Why, then, don't all manufacturers seek the same change?
There is no universal solution to improve manufacturing. Manufacturing operations is hard work. It's a complicated, ever-changing environment. The market shifts constantly, customers request order changes during production runs, engineers revise processes affecting current manufacturing and machines and people are daily variables. These reasons are exactly why paperless solutions, that allow changes on the fly and the capture of real-time data, has an even greater impact than other, traditional lean processes.
How do you start?
Choose an area with little risk and a high reward; avoid the trap of trying to solve all problems for all people. Success in one area can catapult the improvements into many others (devising a single solution for the entire manufacturing process may never get off the drawing board).
Try, for instance, to introduce paperless manufacturing in the first-run area of operations. Here, work traditionally stops and starts often, as the manufacturing build processes are checked against plans and tolerances of the final product undergo rigorous testing. Prove out of ideas here may smooth the process for the first-run area and give valuable data for implementation in other areas.

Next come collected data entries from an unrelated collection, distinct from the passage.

//! Command runner port
//!
//! Represents "run an external command, get its exit status" as a small
//! trait so the deploy flow can be exercised in tests without touching
//! real infrastructure. The production implementation spawns the command
//! with inherited stdio, so rsync progress and ssh diagnostics reach the
//! operator's terminal untouched.

use std::process::{Command, Stdio};

use crate::error::{ShipError, ShipResult};

/// A fully constructed external command invocation
#[derive(Debug, Clone, PartialEq, Eq)]
pub struct CommandSpec {
    pub program: String,
    pub args: Vec<String>,
}

impl CommandSpec {
    pub fn new(program: impl Into<String>, args: Vec<String>) -> Self {
        Self {
            program: program.into(),
            args,
        }
    }

    /// Render the invocation as a single shell-style line (for display only)
    pub fn render(&self) -> String {
        let mut parts = vec![quote_arg(&self.program)];
        parts.extend(self.args.iter().map(|a| quote_arg(a)));
        parts.join(" ")
    }
}

/// Exit status of a finished command
#[derive(Debug, Clone, Copy, PartialEq, Eq)]
pub struct RunStatus {
    /// Exit code, `None` if the process was terminated by a signal
    pub code: Option<i32>,
}

impl RunStatus {
    pub fn success() -> Self {
        Self { code: Some(0) }
    }

    pub fn failure(code: i32) -> Self {
        Self { code: Some(code) }
    }

    pub fn is_success(&self) -> bool {
        self.code == Some(0)
    }
}

/// Port for running external commands
///
/// Implementations:
/// - `SystemRunner`: spawns real processes (production)
/// - test mocks: record invocations and return scripted statuses
pub trait CommandRunner {
    /// Run the command to completion, blocking until it exits
    fn run(&self, spec: &CommandSpec) -> ShipResult<RunStatus>;
}

impl<T: CommandRunner + ?Sized> CommandRunner for &T {
    fn run(&self, spec: &CommandSpec) -> ShipResult<RunStatus> {
        (**self).run(spec)
    }
}

/// Runs commands as real child processes with inherited stdio
///
/// stdin stays inherited so ssh can prompt for passphrases. In quiet mode
/// (JSON event output) child stdout is discarded to keep the NDJSON stream
/// on stdout parseable; stderr always passes through.
pub struct SystemRunner {
    quiet_stdout: bool,
}

impl SystemRunner {
    pub fn new() -> Self {
        Self {
            quiet_stdout: false,
        }
    }

    pub fn with_quiet_stdout(quiet_stdout: bool) -> Self {
        Self { quiet_stdout }
    }
}

impl Default for SystemRunner {
    fn default() -> Self {
        Self::new()
    }
}

impl CommandRunner for SystemRunner {
    fn run(&self, spec: &CommandSpec) -> ShipResult<RunStatus> {
        let mut cmd = Command::new(&spec.program);
        cmd.args(&spec.args).stdin(Stdio::inherit());

        if self.quiet_stdout {
            cmd.stdout(Stdio::null()).stderr(Stdio::inherit());
        } else {
            cmd.stdout(Stdio::inherit()).stderr(Stdio::inherit());
        }

        let status = cmd.status().map_err(|e| ShipError::Launch {
            program: spec.program.clone(),
            source: e,
        })?;

        Ok(RunStatus {
            code: status.code(),
        })
    }
}

/// Check whether a tool is installed and reachable on PATH
///
/// Used by `doctor`. `--version` is close to universal; a spawn failure
/// means the tool is missing, a non-zero exit still proves it exists.
pub fn tool_available(program: &str) -> bool {
    Command::new(program)
        .arg("--version")
        .stdin(Stdio::null())
        .stdout(Stdio::null())
        .stderr(Stdio::null())
        .status()
        .is_ok()
}

/// Quote an argument for shell-style display (simple escaping)
fn quote_arg(arg: &str) -> String {
    if !arg.is_empty()
        && arg
            .chars()
            .all(|c| c.is_ascii_alphanumeric() || "-_./:@=+~".contains(c))
    {
        arg.to_string()
    } else {
        format!("'{}'", arg.replace('\'', "'\\''"))
    }
}
//! Config module tests

use std::fs;

use tempfile::tempdir;

use super::*;
use crate::error::ShipError;

#[test]
fn load_full_config() {
    let dir = tempdir().unwrap();
    let path = dir.path().join("shipbin.toml");
    fs::write(
        &path,
        r#"
artifact = "contents-api"
service = "contents-api.service"

[remote]
user = "svc"
host = "builds.example.org"
path = "/home/svc/bin/"
"#,
    )
    .unwrap();

    let config = Config::load(&path).unwrap();
    assert_eq!(config.artifact.as_deref(), Some("contents-api"));
    assert_eq!(config.service.as_deref(), Some("contents-api.service"));
    assert_eq!(config.remote.user.as_deref(), Some("svc"));
    assert_eq!(config.remote.host.as_deref(), Some("builds.example.org"));
    assert_eq!(config.remote.path.as_deref(), Some("/home/svc/bin/"));
}

#[test]
fn load_partial_config_leaves_rest_unset() {
    let dir = tempdir().unwrap();
    let path = dir.path().join("shipbin.toml");
    fs::write(&path, "artifact = \"contents-api\"\n").unwrap();

    let config = Config::load(&path).unwrap();
    assert_eq!(config.artifact.as_deref(), Some("contents-api"));
    assert_eq!(config.service, None);
    assert_eq!(config.remote, RemoteConfig::default());
}

#[test]
fn load_reports_unknown_keys_with_suggestion() {
    let dir = tempdir().unwrap();
    let path = dir.path().join("shipbin.toml");
    fs::write(
        &path,
        "artifcat = \"contents-api\"\n\n[remote]\nhosts = \"builds.example.org\"\n",
    )
    .unwrap();

    let (config, warnings) = load_with_warnings(&path).unwrap();
    assert_eq!(config.artifact, None);
    assert_eq!(warnings.len(), 2);

    let artifact_warning = warnings.iter().find(|w| w.key == "artifcat").unwrap();
    assert_eq!(artifact_warning.suggestion.as_deref(), Some("artifact"));
    assert_eq!(artifact_warning.line, Some(1));

    let host_warning = warnings.iter().find(|w| w.key == "hosts").unwrap();
    assert_eq!(host_warning.suggestion.as_deref(), Some("host"));
}

#[test]
fn load_invalid_toml_is_an_error() {
    let dir = tempdir().unwrap();
    let path = dir.path().join("shipbin.toml");
    fs::write(&path, "artifact = [broken\n").unwrap();

    let err = Config::load(&path).unwrap_err();
    assert!(matches!(err, ShipError::InvalidConfig { .. }));
}

#[test]
fn load_missing_file_is_an_io_error() {
    let dir = tempdir().unwrap();
    let path = dir.path().join("does-not-exist.toml");

    let err = Config::load(&path).unwrap_err();
    assert!(matches!(err, ShipError::Io(_)));
}

#[test]
fn or_else_from_prefers_self() {
    let mut high = Config::default();
    high.remote.host = Some("cli.example.org".to_string());

    let mut low = Config::default();
    low.artifact = Some("contents-api".to_string());
    low.remote.host = Some("file.example.org".to_string());

    let merged = high.or_else_from(&low);
    assert_eq!(merged.remote.host.as_deref(), Some("cli.example.org"));
    assert_eq!(merged.artifact.as_deref(), Some("contents-api"));
}

#[test]
fn load_or_default_with_explicit_missing_path_fails() {
    let dir = tempdir().unwrap();
    let path = dir.path().join("nope.toml");
    let err = load_or_default(Some(&path)).unwrap_err();
    assert!(matches!(err, ShipError::Io(_)));
}

#[test]
fn load_or_default_with_explicit_path_reports_source() {
    let dir = tempdir().unwrap();
    let path = dir.path().join("custom.toml");
    fs::write(&path, "artifact = \"contents-api\"\n").unwrap();

    let (config, warnings, source) = load_or_default(Some(&path)).unwrap();
    assert_eq!(config.artifact.as_deref(), Some("contents-api"));
    assert!(warnings.is_empty());
    assert_eq!(source, Some(path));
}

Use common benefits to sell the program to executive management.
· It is green. Paperless manufacturing saves paper and ink. · It is always more productive. Paperless manufacturing instantly provides the right information. · It always improves quality. Paperless manufacturing ensures that all manufacturing processes are followed. · It always saves money. Paperless manufacturing speeds the process and reduces errors.
What won't work?
One company we visited had manufacturing errors, waning productivity and shipped fewer than 50% of their jobs on time. They wanted a paperless shop floor to eliminate errors and improve productivity. Digital technology was the master solution; they captured over 1,150 requirements from all areas of their planning and production. That was 9 years ago, and they are still talking about to get a cost-effective system to meet their needs.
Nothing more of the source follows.